Amazon SageMaker AI Deployment¶

The SageMaker image (omni-sagemaker-cuda) includes a routing middleware that dispatches /invocations to the correct vLLM-Omni endpoint based on the CustomAttributes header.

Specifying the Model¶

The SageMaker image resolves the model in this order:

SM_VLLM_MODEL environment variable — explicit Hugging Face ID or path
/opt/ml/model — when SageMaker mounts model artifacts via ModelDataUrl or ModelDataSource, the entrypoint auto-detects them
HF_MODEL_ID environment variable — fallback Hugging Face ID

Set exactly one. For gated models, also pass HF_TOKEN.

Routing¶

`CustomAttributes`	Dispatched to
`route=/v1/audio/speech`	TTS
`route=/v1/audio/generate`	Audio generation
`route=/v1/images/generations`	Image generation
`route=/v1/videos/sync`	Video generation (sync, returns MP4)
`route=/v1/chat/completions`	Multimodal chat
(no route)	vLLM default `/invocations`

Deploy a TTS Endpoint¶

from sagemaker.model import Model
from sagemaker.predictor import Predictor
from sagemaker.serializers import JSONSerializer

model = Model(
    image_uri="public.ecr.aws/deep-learning-containers/vllm:omni-sagemaker-cuda",
    role="arn:aws:iam::<account_id>:role/<role_name>",
    predictor_cls=Predictor,
    env={"SM_VLLM_MODEL": "Qwen/Qwen3-TTS-12Hz-1.7B-CustomVoice"},
)

predictor = model.deploy(
    instance_type="ml.g5.xlarge",
    initial_instance_count=1,
    inference_ami_version="al2-ami-sagemaker-inference-gpu-3-1",
    serializer=JSONSerializer(),
)

response = predictor.predict(
    data={"input": "Hello, how are you?", "voice": "vivian", "language": "English"},
    custom_attributes="route=/v1/audio/speech",
)

# Cleanup
predictor.delete_model()
predictor.delete_endpoint(delete_endpoint_config=True)

Other Modalities¶

The same pattern works for image and sync-video endpoints — change SM_VLLM_MODEL, instance_type, and the route= attribute.
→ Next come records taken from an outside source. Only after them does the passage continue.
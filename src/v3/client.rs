/*
 * Copyright (c) 2025 Craig Hamilton and Contributors.
 * Licensed under either of
 *  - Apache License, Version 2.0 <http://www.apache.org/licenses/LICENSE-2.0> OR
 *  - MIT license <http://opensource.org/licenses/MIT>
 *  at your option.
 */

use crate::v3::api::ApiClient;
use crate::v3::errors::ImgurError;
use std::sync::Arc;

/// Handle to the Imgur API.
///
/// Cheap to clone; all clones share one [`ApiClient`] and therefore one
/// connection pool and one attached access token. Endpoint methods are
/// added by the per-resource modules (`account`, `album`, `image`,
/// `comment`, `gallery`, `conversation`, `notification`, `auth`).
#[derive(Debug, Clone)]
pub struct Client {
    pub(crate) api_client: Arc<ApiClient>,
}

impl Client {
    /// Creates a client in the anonymous/app context from registered
    /// application credentials.
    pub fn new(client_id: &str, client_secret: &str) -> Result<Self, ImgurError> {
        require("client_id", client_id)?;
        require("client_secret", client_secret)?;
        Ok(Self {
            api_client: Arc::new(ApiClient::new(client_id, client_secret)),
        })
    }

    /// Attaches a user's OAuth2 access token; user-context calls are sent
    /// as `Bearer <token>` from here on. Last write wins.
    pub fn set_access_token(&self, token: &str) {
        self.api_client.set_access_token(token);
    }

    /// The currently attached access token, if a user has logged in
    pub fn access_token(&self) -> Option<String> {
        self.api_client.access_token()
    }

    /// The registered application client id
    pub fn client_id(&self) -> &str {
        self.api_client.client_id()
    }

    /// Escape hatch for endpoints this crate does not wrap
    pub fn api(&self) -> &ApiClient {
        &self.api_client
    }
}

// Guards required identifiers before any request is built.
pub(crate) fn require(name: &'static str, value: &str) -> Result<(), ImgurError> {
    if value.is_empty() {
        return Err(ImgurError::InvalidArgument(name));
    }
    Ok(())
}
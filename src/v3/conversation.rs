/*
 * Copyright (c) 2025 Craig Hamilton and Contributors.
 * Licensed under either of
 *  - Apache License, Version 2.0 <http://www.apache.org/licenses/LICENSE-2.0> OR
 *  - MIT license <http://opensource.org/licenses/MIT>
 *  at your option.
 */
use crate::v3::api::{AuthMode, Form};
use crate::v3::client::{Client, require};
use crate::v3::errors::ImgurError;
use crate::v3::properties::MixedValue;
use serde::{Deserialize, Serialize};

/// One direct message inside a conversation
#[derive(Serialize, Deserialize, Debug, Clone, PartialEq)]
pub struct Message {
    pub id: i64,

    pub from: String,

    pub account_id: i64,

    pub recipient_account_id: i64,

    #[serde(default)]
    pub subject: Option<MixedValue>,

    pub body: String,

    pub timestamp: String,

    #[serde(default)]
    pub parent_id: i64,
}

/// A message thread between the logged-in user and another account
#[derive(Serialize, Deserialize, Debug, Clone, PartialEq)]
pub struct Conversation {
    pub id: i64,

    pub account_id: i64,

    #[serde(default)]
    pub viewed: bool,

    pub content: Message,
}

impl Client {
    /// Lists the logged-in user's conversations
    pub async fn conversations(&self) -> Result<Vec<Conversation>, ImgurError> {
        self.api_client.get("3/conversations/", AuthMode::User).await
    }

    /// Returns one conversation with its message thread
    pub async fn conversation(&self, conversation_id: &str) -> Result<Conversation, ImgurError> {
        require("conversation_id", conversation_id)?;
        self.api_client
            .get(&format!("3/conversations/{conversation_id}"), AuthMode::User)
            .await
    }

    /// Sends a direct message to another user
    pub async fn send_message(
        &self,
        recipient_username: &str,
        message: &str,
    ) -> Result<bool, ImgurError> {
        require("recipient_username", recipient_username)?;
        require("message", message)?;

        let form = Form::new().set("body", message);
        self.api_client
            .post(&format!("3/conversations/{recipient_username}"), &form, AuthMode::User)
            .await
    }

    /// Deletes a conversation and its messages
    pub async fn delete_conversation(&self, conversation_id: &str) -> Result<bool, ImgurError> {
        require("conversation_id", conversation_id)?;
        self.api_client
            .delete(&format!("3/conversations/{conversation_id}"), AuthMode::User)
            .await
    }

    /// Reports a message sender for abuse
    pub async fn report_sender(&self, username: &str) -> Result<bool, ImgurError> {
        require("username", username)?;
        self.api_client
            .post(&format!("3/conversations/report/{username}"), &Form::new(), AuthMode::User)
            .await
    }

    /// Blocks a message sender
    pub async fn block_sender(&self, username: &str) -> Result<bool, ImgurError> {
        require("username", username)?;
        self.api_client
            .post(&format!("3/conversations/block/{username}"), &Form::new(), AuthMode::User)
            .await
    }
}

#[cfg(test)]
mod tests {
    use super::*;

    #[test]
    fn conversation_decodes_with_latest_message() {
        let raw = serde_json::json!({
            "id": 188129,
            "account_id": 384077,
            "viewed": false,
            "content": {
                "id": 615488,
                "from": "jasdev",
                "account_id": 3698510,
                "recipient_account_id": 384077,
                "subject": null,
                "body": "hi there",
                "timestamp": "2014-03-16 02:01:48",
                "parent_id": 0
            }
        });
        let conversation: Conversation = serde_json::from_value(raw).unwrap();
        assert_eq!(conversation.content.from, "jasdev");
        assert_eq!(conversation.content.subject, None);

        let encoded = serde_json::to_value(&conversation).unwrap();
        let decoded: Conversation = serde_json::from_value(encoded).unwrap();
        assert_eq!(decoded, conversation);
    }

    #[tokio::test]
    async fn send_message_validates_both_arguments_first() {
        let client = Client::new("id", "secret").unwrap();
        assert!(matches!(
            client.send_message("", "hi").await,
            Err(ImgurError::InvalidArgument("recipient_username"))
        ));
        assert!(matches!(
            client.send_message("jasdev", "").await,
            Err(ImgurError::InvalidArgument("message"))
        ));
    }
}
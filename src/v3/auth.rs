/*
 * Copyright (c) 2025 Craig Hamilton and Contributors.
 * Licensed under either of
 *  - Apache License, Version 2.0 <http://www.apache.org/licenses/LICENSE-2.0> OR
 *  - MIT license <http://opensource.org/licenses/MIT>
 *  at your option.
 */
use crate::v3::api::{API_ORIGIN, Form};
use crate::v3::client::{Client, require};
use crate::v3::errors::ImgurError;
use crate::v3::parsers::epoch;
use crate::v3::properties::AuthResponseType;
use chrono::{DateTime, Duration, Utc};
use serde::{Deserialize, Serialize};

const TOKEN_ENDPOINT: &str = "oauth2/token";

/// A user's OAuth2 credentials as returned by the token endpoint.
///
/// The server only reports a relative `expires_in`; `expires_at` is stamped
/// client-side as the instant of receipt plus that many seconds.
#[derive(Serialize, Deserialize, Debug, Clone, PartialEq)]
pub struct AccessToken {
    pub access_token: String,

    #[serde(default)]
    pub refresh_token: String,

    pub expires_in: i64,

    #[serde(default)]
    pub token_type: String,

    #[serde(default)]
    pub account_username: Option<String>,

    #[serde(default = "epoch", with = "chrono::serde::ts_seconds")]
    pub expires_at: DateTime<Utc>,
}

impl AccessToken {
    fn stamp_expiry(mut self) -> Self {
        self.expires_at = Utc::now() + Duration::seconds(self.expires_in);
        self
    }
}

/// Outcome of a consent-page redirect
#[derive(Debug, Clone, PartialEq)]
pub enum AuthRedirect {
    /// Implicit/token flow: the fragment carried a full token
    Token(AccessToken),
    /// Code flow: exchange via [`Client::access_token_from_code`]
    Code(String),
    /// The user declined authorization
    Denied,
}

impl Client {
    /// URL of the consent page to open in the user's browser
    pub fn authorization_url(
        &self,
        response_type: AuthResponseType,
        state: Option<&str>,
    ) -> String {
        let mut url = format!(
            "{API_ORIGIN}/oauth2/authorize?response_type={}&client_id={}",
            <&str>::from(response_type),
            self.client_id()
        );
        if let Some(state) = state {
            url.push_str("&state=");
            url.push_str(&urlencoding::encode(state));
        }
        url
    }

    /// Exchanges a consent-page PIN for an access token
    pub async fn access_token_from_pin(&self, pin: &str) -> Result<AccessToken, ImgurError> {
        require("pin", pin)?;
        self.token_request(Form::new().set("grant_type", "pin").set("pin", pin))
            .await
    }

    /// Exchanges an authorization code for an access token
    pub async fn access_token_from_code(&self, code: &str) -> Result<AccessToken, ImgurError> {
        require("code", code)?;
        self.token_request(Form::new().set("grant_type", "code").set("code", code))
            .await
    }

    /// Trades a refresh token for a fresh access token
    pub async fn refresh_access_token(
        &self,
        refresh_token: &str,
    ) -> Result<AccessToken, ImgurError> {
        require("refresh_token", refresh_token)?;
        self.token_request(
            Form::new()
                .set("grant_type", "refresh_token")
                .set("refresh_token", refresh_token),
        )
        .await
    }

    async fn token_request(&self, form: Form) -> Result<AccessToken, ImgurError> {
        let form = form
            .set("client_id", self.client_id())
            .set("client_secret", self.api_client.client_secret());
        let token: AccessToken = self.api_client.post_unenveloped(TOKEN_ENDPOINT, &form).await?;
        Ok(token.stamp_expiry())
    }
}

/// Parses the redirect URI the consent page lands on.
///
/// Token-flow responses arrive in the fragment (`#access_token=...`),
/// code-flow responses in the query (`?code=...`); a declined consent is
/// reported as `error=access_denied` in either position.
pub fn parse_redirect(uri: &str) -> Result<AuthRedirect, ImgurError> {
    let url = url::Url::parse(uri)?;
    let fragment = url.fragment().unwrap_or("");

    if pair(fragment, "error").or_else(|| query(&url, "error")).as_deref()
        == Some("access_denied")
    {
        return Ok(AuthRedirect::Denied);
    }

    if fragment.contains("access_token=") {
        let token = AccessToken {
            access_token: pair(fragment, "access_token")
                .ok_or(ImgurError::RedirectMissing("access_token"))?,
            refresh_token: pair(fragment, "refresh_token").unwrap_or_default(),
            expires_in: pair(fragment, "expires_in")
                .and_then(|v| v.parse().ok())
                .ok_or(ImgurError::RedirectMissing("expires_in"))?,
            token_type: pair(fragment, "token_type").unwrap_or_default(),
            account_username: pair(fragment, "account_username"),
            expires_at: epoch(),
        };
        return Ok(AuthRedirect::Token(token.stamp_expiry()));
    }

    match query(&url, "code") {
        Some(code) => Ok(AuthRedirect::Code(code)),
        None => Err(ImgurError::RedirectMissing("code")),
    }
}

// One value out of an x-www-form-urlencoded fragment
fn pair(encoded: &str, name: &str) -> Option<String> {
    url::form_urlencoded::parse(encoded.as_bytes())
        .find(|(k, _)| k == name)
        .map(|(_, v)| v.into_owned())
}

fn query(url: &url::Url, name: &str) -> Option<String> {
    url.query_pairs().find(|(k, _)| k == name).map(|(_, v)| v.into_owned())
}

#[cfg(test)]
mod tests {
    use super::*;

    fn client() -> Client {
        Client::new("id", "secret").unwrap()
    }

    #[test]
    fn authorization_url_carries_response_type_and_state() {
        let url = client().authorization_url(AuthResponseType::Pin, None);
        assert_eq!(
            url,
            "https://api.imgur.com/oauth2/authorize?response_type=pin&client_id=id"
        );

        let url = client().authorization_url(AuthResponseType::Code, Some("xyz"));
        assert!(url.ends_with("response_type=code&client_id=id&state=xyz"));
    }

    #[test]
    fn state_is_percent_encoded_into_the_consent_url() {
        // `&` or `#` in a raw state value would split the query.
        let url = client().authorization_url(AuthResponseType::Code, Some("a&b #c"));
        assert!(url.ends_with("&state=a%26b%20%23c"));
    }

    #[tokio::test]
    async fn empty_flow_credentials_are_rejected_before_any_request() {
        assert!(matches!(
            client().access_token_from_pin("").await,
            Err(ImgurError::InvalidArgument("pin"))
        ));
        assert!(matches!(
            client().access_token_from_code("").await,
            Err(ImgurError::InvalidArgument("code"))
        ));
        assert!(matches!(
            client().refresh_access_token("").await,
            Err(ImgurError::InvalidArgument("refresh_token"))
        ));
    }

    #[test]
    fn redirect_with_token_fragment_parses_and_stamps_expiry() {
        let uri = "imgurportable:///callback#access_token=d13f9247&expires_in=3600&token_type=bearer&refresh_token=08c8e8b3&account_username=scottisafool";
        let before = Utc::now();
        let redirect = parse_redirect(uri).unwrap();
        let AuthRedirect::Token(token) = redirect else {
            panic!("expected token redirect, got {redirect:?}");
        };

        assert_eq!(token.access_token, "d13f9247");
        assert_eq!(token.refresh_token, "08c8e8b3");
        assert_eq!(token.expires_in, 3600);
        assert_eq!(token.token_type, "bearer");
        assert_eq!(token.account_username.as_deref(), Some("scottisafool"));

        // Receipt instant + 3600s, with slack for the clock reads around it.
        let expected = before + Duration::seconds(3600);
        let skew = (token.expires_at - expected).num_seconds().abs();
        assert!(skew <= 5, "expiry off by {skew}s");
    }

    #[test]
    fn redirect_with_code_query_parses() {
        let redirect = parse_redirect("https://example.com/cb?state=s&code=abc123").unwrap();
        assert_eq!(redirect, AuthRedirect::Code("abc123".into()));
    }

    #[test]
    fn denied_redirect_is_detected_in_query_or_fragment() {
        let denied = parse_redirect("https://example.com/cb?error=access_denied").unwrap();
        assert_eq!(denied, AuthRedirect::Denied);

        let denied = parse_redirect("myapp:///cb#error=access_denied").unwrap();
        assert_eq!(denied, AuthRedirect::Denied);
    }

    #[test]
    fn redirect_without_credentials_is_an_error() {
        assert!(matches!(
            parse_redirect("https://example.com/cb?state=only"),
            Err(ImgurError::RedirectMissing("code"))
        ));
    }

    #[test]
    fn token_shape_round_trips_through_the_envelope_payload() {
        let token = AccessToken {
            access_token: "tok".into(),
            refresh_token: "ref".into(),
            expires_in: 3600,
            token_type: "bearer".into(),
            account_username: Some("bob".into()),
            expires_at: epoch() + Duration::seconds(1_415_990_210),
        };
        let encoded = serde_json::to_value(&token).unwrap();
        let decoded: AccessToken = serde_json::from_value(encoded).unwrap();
        assert_eq!(decoded, token);
    }
}
/*
 * Copyright (c) 2025 Craig Hamilton and Contributors.
 * Licensed under either of
 *  - Apache License, Version 2.0 <http://www.apache.org/licenses/LICENSE-2.0> OR
 *  - MIT license <http://opensource.org/licenses/MIT>
 *  at your option.
 */
use serde::{Deserialize, Serialize};
use strum_macros::{EnumString, IntoStaticStr};

#[derive(Debug, Clone, Copy, Serialize, EnumString, IntoStaticStr)]
#[strum(serialize_all = "lowercase")]
#[serde(rename_all = "lowercase")]
pub enum AlbumPrivacy {
    Public,
    Hidden,
    Secret,
}

#[derive(Debug, Clone, Copy, Serialize, EnumString, IntoStaticStr)]
#[strum(serialize_all = "lowercase")]
#[serde(rename_all = "lowercase")]
pub enum AlbumLayout {
    Blog,
    Grid,
    Horizontal,
    Vertical,
}

#[derive(Debug, Clone, Copy, EnumString, IntoStaticStr)]
#[strum(serialize_all = "lowercase")]
pub enum Vote {
    Up,
    Down,
}

/// Sort order for gallery comment listings
#[derive(Debug, Clone, Copy, EnumString, IntoStaticStr)]
#[strum(serialize_all = "lowercase")]
pub enum GallerySort {
    Best,
    Top,
    New,
}

/// Sort order for gallery section listings
#[derive(Debug, Clone, Copy, PartialEq, Eq, EnumString, IntoStaticStr)]
#[strum(serialize_all = "lowercase")]
pub enum Sort {
    Viral,
    Top,
    Time,
}

/// Time window for `Sort::Top` listings
#[derive(Debug, Clone, Copy, EnumString, IntoStaticStr)]
#[strum(serialize_all = "lowercase")]
pub enum DateRange {
    Day,
    Week,
    Month,
    Year,
    All,
}

#[derive(Debug, Clone, Copy, EnumString, IntoStaticStr)]
#[strum(serialize_all = "lowercase")]
pub enum AuthResponseType {
    Code,
    Token,
    Pin,
}

// Wire value of the upload `type` form field
#[derive(Debug, Clone, Copy, EnumString, IntoStaticStr)]
#[strum(serialize_all = "lowercase")]
pub(crate) enum ImageUploadType {
    Base64,
    Url,
}

/// Thumbnail variants addressable by url suffix
#[derive(Debug, Clone, Copy, EnumString, IntoStaticStr)]
pub enum ThumbnailSize {
    #[strum(to_string = "s")]
    SmallSquare,
    #[strum(to_string = "b")]
    BigSquare,
    #[strum(to_string = "t")]
    SmallThumbnail,
    #[strum(to_string = "m")]
    MediumThumbnail,
    #[strum(to_string = "l")]
    LargeThumbnail,
    #[strum(to_string = "h")]
    HugeThumbnail,
}

/// A field the API serves inconsistently across responses: sometimes a
/// string, sometimes a number or boolean, sometimes null (`bio`, `nsfw`,
/// `section`, `parent_id`, image titles...). Nullability is expressed by
/// wrapping in `Option`.
#[derive(Serialize, Deserialize, Debug, Clone, PartialEq)]
#[serde(untagged)]
pub enum MixedValue {
    Str(String),
    Int(i64),
    Float(f64),
    Bool(bool),
}

impl MixedValue {
    pub fn as_str(&self) -> Option<&str> {
        match self {
            MixedValue::Str(s) => Some(s),
            _ => None,
        }
    }

    pub fn as_i64(&self) -> Option<i64> {
        match self {
            MixedValue::Int(n) => Some(*n),
            _ => None,
        }
    }
}

impl From<&str> for MixedValue {
    fn from(value: &str) -> Self {
        MixedValue::Str(value.into())
    }
}
/*
 * Copyright (c) 2025 Craig Hamilton and Contributors.
 * Licensed under either of
 *  - Apache License, Version 2.0 <http://www.apache.org/licenses/LICENSE-2.0> OR
 *  - MIT license <http://opensource.org/licenses/MIT>
 *  at your option.
 */
use crate::v3::api::{AuthMode, Form};
use crate::v3::client::{Client, require};
use crate::v3::errors::ImgurError;
use crate::v3::parsers::from_empty_str_to_none;
use crate::v3::properties::{ImageUploadType, MixedValue, ThumbnailSize};
use base64::Engine as _;
use base64::engine::general_purpose::STANDARD as BASE64;
use bytes::Bytes;
use chrono::{DateTime, Utc};
use serde::{Deserialize, Serialize};

/// Holds information returned from the Image API.
///
/// See [Imgur API Docs](https://apidocs.imgur.com/#models) for more details
/// on the individual fields.
#[derive(Serialize, Deserialize, Debug, Clone, PartialEq)]
pub struct Image {
    pub id: String,

    #[serde(default)]
    pub title: Option<MixedValue>,

    #[serde(default)]
    pub description: Option<MixedValue>,

    #[serde(with = "chrono::serde::ts_seconds")]
    pub datetime: DateTime<Utc>,

    #[serde(rename = "type")]
    pub mime_type: String,

    #[serde(default)]
    pub animated: bool,

    pub width: i64,

    pub height: i64,

    pub size: i64,

    pub views: i64,

    #[serde(default)]
    pub bandwidth: i64,

    #[serde(default)]
    pub favorite: bool,

    #[serde(default)]
    pub nsfw: Option<MixedValue>,

    #[serde(default)]
    pub section: Option<MixedValue>,

    #[serde(
        default,
        rename = "deletehash",
        deserialize_with = "from_empty_str_to_none"
    )]
    pub delete_hash: Option<String>,

    pub link: String,
}

/// Optional metadata attached to an upload
#[derive(Default, Debug, Clone)]
pub struct UploadOptions {
    pub album: Option<String>,
    pub name: Option<String>,
    pub title: Option<String>,
    pub description: Option<String>,
}

impl UploadOptions {
    fn apply(&self, form: Form) -> Form {
        form.set_opt("album", self.album.as_deref())
            .set_opt("name", self.name.as_deref())
            .set_opt("title", self.title.as_deref())
            .set_opt("description", self.description.as_deref())
    }
}

// Upload responses only carry the new id and delete hash; the canonical
// record is fetched afterwards.
#[derive(Deserialize, Debug)]
struct UploadedImage {
    id: String,
}

impl Client {
    /// Returns information for the specified image id
    pub async fn image(&self, image_id: &str) -> Result<Image, ImgurError> {
        require("image_id", image_id)?;
        self.api_client
            .get(&format!("3/image/{image_id}"), AuthMode::User)
            .await
    }

    /// Uploads raw image data, base64-encoded into the form body, and
    /// returns the canonical record of the new image
    pub async fn upload_image_bytes(
        &self,
        data: Bytes,
        options: &UploadOptions,
    ) -> Result<Image, ImgurError> {
        if data.is_empty() {
            return Err(ImgurError::InvalidArgument("image"));
        }

        let form = options
            .apply(Form::new().set("type", <&str>::from(ImageUploadType::Base64)))
            .set("image", BASE64.encode(&data));
        let uploaded: UploadedImage = self.api_client.post("3/image", &form, AuthMode::User).await?;
        self.image(&uploaded.id).await
    }

    /// Asks the API to fetch and host the image behind a remote URL
    pub async fn upload_image_url(
        &self,
        image_url: &str,
        options: &UploadOptions,
    ) -> Result<Image, ImgurError> {
        require("image_url", image_url)?;

        let form = options
            .apply(Form::new().set("type", <&str>::from(ImageUploadType::Url)))
            .set("image", image_url);
        let uploaded: UploadedImage = self.api_client.post("3/image", &form, AuthMode::User).await?;
        self.image(&uploaded.id).await
    }

    /// Deletes an image owned by the logged-in user
    pub async fn delete_image(&self, image_id: &str) -> Result<bool, ImgurError> {
        require("image_id", image_id)?;
        self.api_client
            .delete(&format!("3/image/{image_id}"), AuthMode::User)
            .await
    }

    /// Deletes an anonymously uploaded image via its delete hash
    pub async fn delete_anonymous_image(&self, delete_hash: &str) -> Result<bool, ImgurError> {
        require("delete_hash", delete_hash)?;
        self.api_client
            .delete(&format!("3/image/{delete_hash}"), AuthMode::App)
            .await
    }

    /// Updates title/description and returns the canonical record
    pub async fn update_image(
        &self,
        image_id: &str,
        title: Option<&str>,
        description: Option<&str>,
    ) -> Result<Image, ImgurError> {
        require("image_id", image_id)?;

        let form = Form::new()
            .set_opt("title", title)
            .set_opt("description", description);
        let _: bool = self
            .api_client
            .post(&format!("3/image/{image_id}"), &form, AuthMode::User)
            .await?;
        self.image(image_id).await
    }

    /// Updates an anonymously uploaded image via its delete hash
    pub async fn update_anonymous_image(
        &self,
        delete_hash: &str,
        title: Option<&str>,
        description: Option<&str>,
    ) -> Result<bool, ImgurError> {
        require("delete_hash", delete_hash)?;

        let form = Form::new()
            .set_opt("title", title)
            .set_opt("description", description);
        self.api_client
            .post(&format!("3/image/{delete_hash}"), &form, AuthMode::App)
            .await
    }

    /// Toggles the favorite flag; returns the resulting state
    pub async fn favorite_image(&self, image_id: &str) -> Result<bool, ImgurError> {
        require("image_id", image_id)?;
        let state: String = self
            .api_client
            .post(&format!("3/image/{image_id}/favorite"), &Form::new(), AuthMode::User)
            .await?;
        Ok(state == "favorited")
    }
}

/// Direct url of the full-size image
pub fn image_url(image_id: &str) -> String {
    format!("https://i.imgur.com/{image_id}.jpg")
}

/// Direct url of a thumbnail rendition
pub fn thumbnail_url(image_id: &str, size: ThumbnailSize) -> String {
    format!("https://i.imgur.com/{image_id}{}.jpg", <&str>::from(size))
}

#[cfg(test)]
mod tests {
    use super::*;
    use chrono::TimeZone;

    fn sample_image() -> Image {
        Image {
            id: "SbBGk".into(),
            title: Some("a cat".into()),
            description: None,
            datetime: Utc.timestamp_opt(1_341_533_193, 0).unwrap(),
            mime_type: "image/jpeg".into(),
            animated: false,
            width: 2_559,
            height: 1_439,
            size: 521_509,
            views: 1,
            bandwidth: 520_509,
            favorite: false,
            nsfw: None,
            section: None,
            delete_hash: Some("eYZd3NNJHsbreD1".into()),
            link: "https://i.imgur.com/SbBGk.jpg".into(),
        }
    }

    #[test]
    fn image_round_trips_through_envelope_payload() {
        let image = sample_image();
        let encoded = serde_json::to_value(&image).unwrap();
        assert_eq!(encoded["type"], "image/jpeg");
        assert_eq!(encoded["datetime"], 1_341_533_193);

        let decoded: Image = serde_json::from_value(encoded).unwrap();
        assert_eq!(decoded, image);
    }

    #[test]
    fn mixed_fields_accept_numbers_and_nulls() {
        let raw = serde_json::json!({
            "id": "SbBGk",
            "title": 12,
            "description": null,
            "datetime": 1341533193,
            "type": "image/jpeg",
            "animated": false,
            "width": 10,
            "height": 10,
            "size": 99,
            "views": 3,
            "bandwidth": 297,
            "favorite": false,
            "nsfw": null,
            "section": "pics",
            "deletehash": "",
            "link": "https://i.imgur.com/SbBGk.jpg"
        });
        let image: Image = serde_json::from_value(raw).unwrap();
        assert_eq!(image.title.unwrap().as_i64(), Some(12));
        assert_eq!(image.section.unwrap().as_str(), Some("pics"));
        // Empty delete hash is normalized away.
        assert_eq!(image.delete_hash, None);
    }

    #[test]
    fn direct_urls_embed_size_suffix() {
        assert_eq!(image_url("SbBGk"), "https://i.imgur.com/SbBGk.jpg");
        assert_eq!(
            thumbnail_url("SbBGk", ThumbnailSize::MediumThumbnail),
            "https://i.imgur.com/SbBGkm.jpg"
        );
    }

    #[tokio::test]
    async fn empty_identifiers_fail_without_network() {
        let client = Client::new("id", "secret").unwrap();
        assert!(matches!(
            client.image("").await,
            Err(ImgurError::InvalidArgument("image_id"))
        ));
        assert!(matches!(
            client.delete_anonymous_image("").await,
            Err(ImgurError::InvalidArgument("delete_hash"))
        ));
        assert!(matches!(
            client
                .upload_image_bytes(Bytes::new(), &UploadOptions::default())
                .await,
            Err(ImgurError::InvalidArgument("image"))
        ));
    }
}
# Image generation — FLUX.2-klein-4B on g6.xlarge (JSON)
response = predictor.predict(
    data={"prompt": "a red apple on a white table", "size": "512x512", "n": 1},
    custom_attributes="route=/v1/images/generations",
)

The /v1/videos and /v1/videos/sync routes accept either application/json or multipart/form-data. As of omni-sagemaker-cuda-v1.4, the routing middleware again converts a JSON body to multipart for these routes (this was disabled in v1.2 and restored in v1.4), so sending JSON — as in the image and chat examples above — works. The multipart/form-data path below is still supported unchanged and remains useful when you want byte-for-byte control over the request body.

import uuid
import boto3

def build_multipart_body(fields: dict, boundary: str) -> bytes:
    parts = [
        f'--{boundary}\r\nContent-Disposition: form-data; name="{k}"\r\n\r\n{v}\r\n'
        for k, v in fields.items()
    ]
    parts.append(f"--{boundary}--\r\n")
    return "".join(parts).encode()

# Sync video — Wan2.1-T2V-1.3B on g6e.xlarge
boundary = uuid.uuid4().hex
content_type = f"multipart/form-data; boundary={boundary}"
body = build_multipart_body(
    {"prompt": "a dog running on a beach", "num_frames": "17",
     "num_inference_steps": "30", "size": "480x320"},
    boundary,
)

runtime = boto3.client("sagemaker-runtime")
response = runtime.invoke_endpoint(
    EndpointName=predictor.endpoint_name,
    Body=body,
    ContentType=content_type,
    CustomAttributes="route=/v1/videos/sync",
)
mp4_bytes = response["Body"].read()

For the async /v1/videos route on SageMaker async inference, see examples/vllm-omni/sagemaker/deploy_video_sync.py.

For Qwen2.5-Omni multimodal chat (text + speech output), set route=/v1/chat/completions and use the request shape from the EC2 multimodal-chat example.

Notes¶

GPU deployments require inference_ami_version — the default SageMaker host AMI has incompatible NVIDIA drivers for CUDA 13.0 images.
First requests to TTS, audio, and video models may exceed the 60-second real-time invoke timeout due to torch.compile warmup. Use SageMaker async inference for long-running generation tasks.
The /v1/videos async route writes only the job-ID JSON to S3, not the MP4. Use /v1/videos/sync for video generation on SageMaker.

For all configuration options, see Configuration.